One of the main subcategories of AI, i.e., machine learning is characterized by mathematical and statistical techniques enabling machines to improve their abilities by using self-adapting algorithms. Based on sample data (training data), machine learning algorithms generate mathematical models that generalize specific patterns to predict decisions. The architecture of machine learning algorithms is inspired by biological neural networks of the human brain.

A variety of artificial neurons are connected to each other forming a net, which is organized in layers. Between the first (input) and the last (output) layer, there are a certain number of (atleast one) so-called hidden layers that are responsible for decision making of the AI. Such multilayered networks exist in different configurations. One type is a “convolutional neural network” (CNN) which especially has established itself in analysis of image content.

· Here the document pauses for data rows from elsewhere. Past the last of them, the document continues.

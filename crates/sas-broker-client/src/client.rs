use crate::error::ClientError;
use crate::transport::HttpTransport;

use sas_broker::timestamp::format_sas_time;
use sas_broker::{BlobRequest, ResourceKind, ResourceToken};

use std::sync::Arc;

use bytes::Bytes;
use http::header::CONTENT_TYPE;
use http::{Method, Request, StatusCode};
use serde::{Deserialize, Serialize};
use serde_json::Value;
use time::{Duration, OffsetDateTime};
use tracing::debug;
use url::Url;

/// Lifetime of the token [`BrokerClient::upload_file`] asks for.
pub const UPLOAD_TOKEN_LIFETIME: Duration = Duration::hours(1);

const BLOB_TYPE_HEADER: &str = "x-ms-blob-type";
const BLOCK_BLOB: &str = "BlockBlob";

/// Talks to a broker host over HTTP.
#[derive(Clone)]
pub struct BrokerClient {
    endpoint: Url,
    transport: Arc<dyn HttpTransport>,
}

#[derive(Deserialize)]
struct ErrorBody {
    code: Option<String>,
    message: Option<String>,
}

impl BrokerClient {
    /// `endpoint` is the base URL of the broker host, e.g. `https://app.example.com/`.
    ///
    /// # Errors
    /// Returns [`ClientError::InvalidEndpoint`] if `endpoint` is not an
    /// absolute `http` or `https` URL.
    pub fn new(endpoint: &str, transport: Arc<dyn HttpTransport>) -> Result<Self, ClientError> {
        let endpoint = Url::parse(endpoint).map_err(|e| ClientError::InvalidEndpoint(e.to_string()))?;
        if !matches!(endpoint.scheme(), "http" | "https") || endpoint.cannot_be_a_base() {
            return Err(ClientError::InvalidEndpoint(endpoint.into()));
        }
        Ok(Self { endpoint, transport })
    }

    #[must_use]
    pub fn endpoint(&self) -> &Url {
        &self.endpoint
    }

    #[must_use]
    pub fn transport(&self) -> &dyn HttpTransport {
        self.transport.as_ref()
    }

    fn resource_url(&self, kind: ResourceKind) -> Url {
        let mut url = self.endpoint.clone();
        url.set_query(None);
        url.set_fragment(None);
        if let Ok(mut segments) = url.path_segments_mut() {
            segments.pop_if_empty().extend(["api", "resources", kind.as_str()]);
        }
        url
    }

    /// Asks the broker for a token.
    ///
    /// # Errors
    /// - [`ClientError::EndpointNotFound`] if the broker route does not exist
    /// - [`ClientError::Broker`] for any other non-success status
    /// - [`ClientError::InvalidBrokerResponse`] if the answer has no `uri`
    pub async fn request_token<R>(&self, kind: ResourceKind, request: &R) -> Result<ResourceToken, ClientError>
    where
        R: Serialize + Sync,
    {
        let url = self.resource_url(kind);
        let body = serde_json::to_vec(request)?;
        let req = Request::builder()
            .method(Method::POST)
            .uri(url.as_str())
            .header(CONTENT_TYPE, "application/json")
            .body(Bytes::from(body))?;

        debug!(%url, "requesting token");
        let resp = self.transport.send(req).await?;

        let status = resp.status();
        if status == StatusCode::NOT_FOUND {
            return Err(ClientError::EndpointNotFound);
        }
        if !status.is_success() {
            let body: Option<ErrorBody> = serde_json::from_slice(resp.body()).ok();
            let (code, message) = body.map(|b| (b.code, b.message)).unwrap_or_default();
            return Err(ClientError::Broker {
                status,
                code: code.unwrap_or_default(),
                message: message.unwrap_or_default(),
            });
        }

        let body: Value =
            serde_json::from_slice(resp.body()).map_err(|_| ClientError::InvalidBrokerResponse("body is not JSON"))?;
        match body.get("uri").and_then(Value::as_str) {
            Some(uri) => Ok(ResourceToken::new(uri)),
            None => Err(ClientError::InvalidBrokerResponse("missing `uri`")),
        }
    }

    /// Uploads `contents` as a block blob, asking the broker for a one-hour
    /// write token first. Returns the blob URI without the signature.
    ///
    /// # Errors
    /// Any error of [`request_token`](Self::request_token) or [`upload_blob`].
    pub async fn upload_file(
        &self,
        container: &str,
        name: &str,
        content_type: &str,
        contents: Bytes,
    ) -> Result<String, ClientError> {
        let expiry = format_sas_time(OffsetDateTime::now_utc() + UPLOAD_TOKEN_LIFETIME)?;
        let request = BlobRequest::new(container, name, "w").with_expiry(expiry);
        let token = self.request_token(ResourceKind::Blob, &request).await?;
        upload_blob(self.transport(), &token, content_type, contents).await
    }
}

impl std::fmt::Debug for BrokerClient {
    fn fmt(&self, f: &mut std::fmt::Formatter<'_>) -> std::fmt::Result {
        f.debug_struct("BrokerClient").field("endpoint", &self.endpoint.as_str()).finish_non_exhaustive()
    }
}

/// PUTs `contents` to the blob the token names.
///
/// Single-request uploads are limited in size by the storage service. Returns
/// the token URI with its query string removed.
///
/// # Errors
/// [`ClientError::Storage`] if storage answers with a non-success status.
pub async fn upload_blob(
    transport: &dyn HttpTransport,
    token: &ResourceToken,
    content_type: &str,
    contents: Bytes,
) -> Result<String, ClientError> {
    let req = Request::builder()
        .method(Method::PUT)
        .uri(token.uri())
        .header(BLOB_TYPE_HEADER, BLOCK_BLOB)
        .header(CONTENT_TYPE, content_type)
        .body(contents)?;

    let resp = transport.send(req).await?;
    let status = resp.status();
    if !status.is_success() {
        let body = String::from_utf8_lossy(resp.body()).into_owned();
        return Err(ClientError::Storage { status, body });
    }
    debug!(%status, "blob uploaded");

    let uri = token.resource_uri();
    Ok(uri.split_once('#').map_or(uri, |(head, _)| head).to_owned())
}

Artificial intelligence technology has been used in a wide spectrum from differential diagnosis and radiographic interpretation to restorative treatment in dental field. Dental management software, which uses AI to gather and store the patient data, is available in the market.

It can be used to generate complete detailed virtual databases which are easily accessible. With its unique learning ability, it can be integrated into dental imaging systems to identify even the smallest deviations which human eye cannot recognize. With this outstanding ability, it can easily be used to make accurate diagnosis of cephalometric landmarks.

Despite advances and successful integration of AI in human medicine, application of AI has been limited in dentistry until now. The first promising attempts were made in automated caries detection on intraoral X-rays.

 Likewise, the analysis of cephalometric X-rays appears to be a suitable diagnostic application of CNN algorithms.

Cephalometric X-ray analysis is based on identification of radiological landmarks to subsequently measure various angles, distances and ratios for the interpretation of craniofacial structures. While nowadays software is commonly used for cephalometric measurements, tracing of the landmarks remains a manual task that must be performed by an orthodontic expert.

The quality level of this analysis depends mainly on the expert’s experience and expertise. Inaccurate identification of cephalometric landmarks may lead to incorrect decision-making for orthodontic therapy. A fully automated and reliable identification of the cephalometric landmarks is desired and this is where AI algorithms present new opportunities to support orthodontic experts.

Artificial intelligence-based software systems have a significant role in the field of orthodontics and are considered as the future of orthodontics. Artificial intelligence is used in every area of orthodontics from patient communication and diagnosis to treatment processes. The AI software programs can analyze diagnostic dental radiographs, photos, and 3D intraoral scans to give guidance to clinicians.

Orthodontic treatments for malocclusion can be categorized as either extraction or non-extraction treatments. This decision is traditionally made on the basis of clinical experience gained over time; therefore, it is hard for new practitioners to make these decisions. AI deep learning methods could help to resolve this problem.

Deciding if a patient requires orthognathic surgery can also be challenging for practitioners. AI has shown potential in this field to help clinicians determine whether surgical intervention is necessary.

Automatized technologies of artificial intelligence have been used as powerful tools in predicting the diagnosis and helping the clinicians in treatment planning. These AI based systems have been used as tools for assisting orthodontists in providing standard patient care and maximizing the chances of achieving the set goals. The clinician can apply the AI technology for better clinical decision making.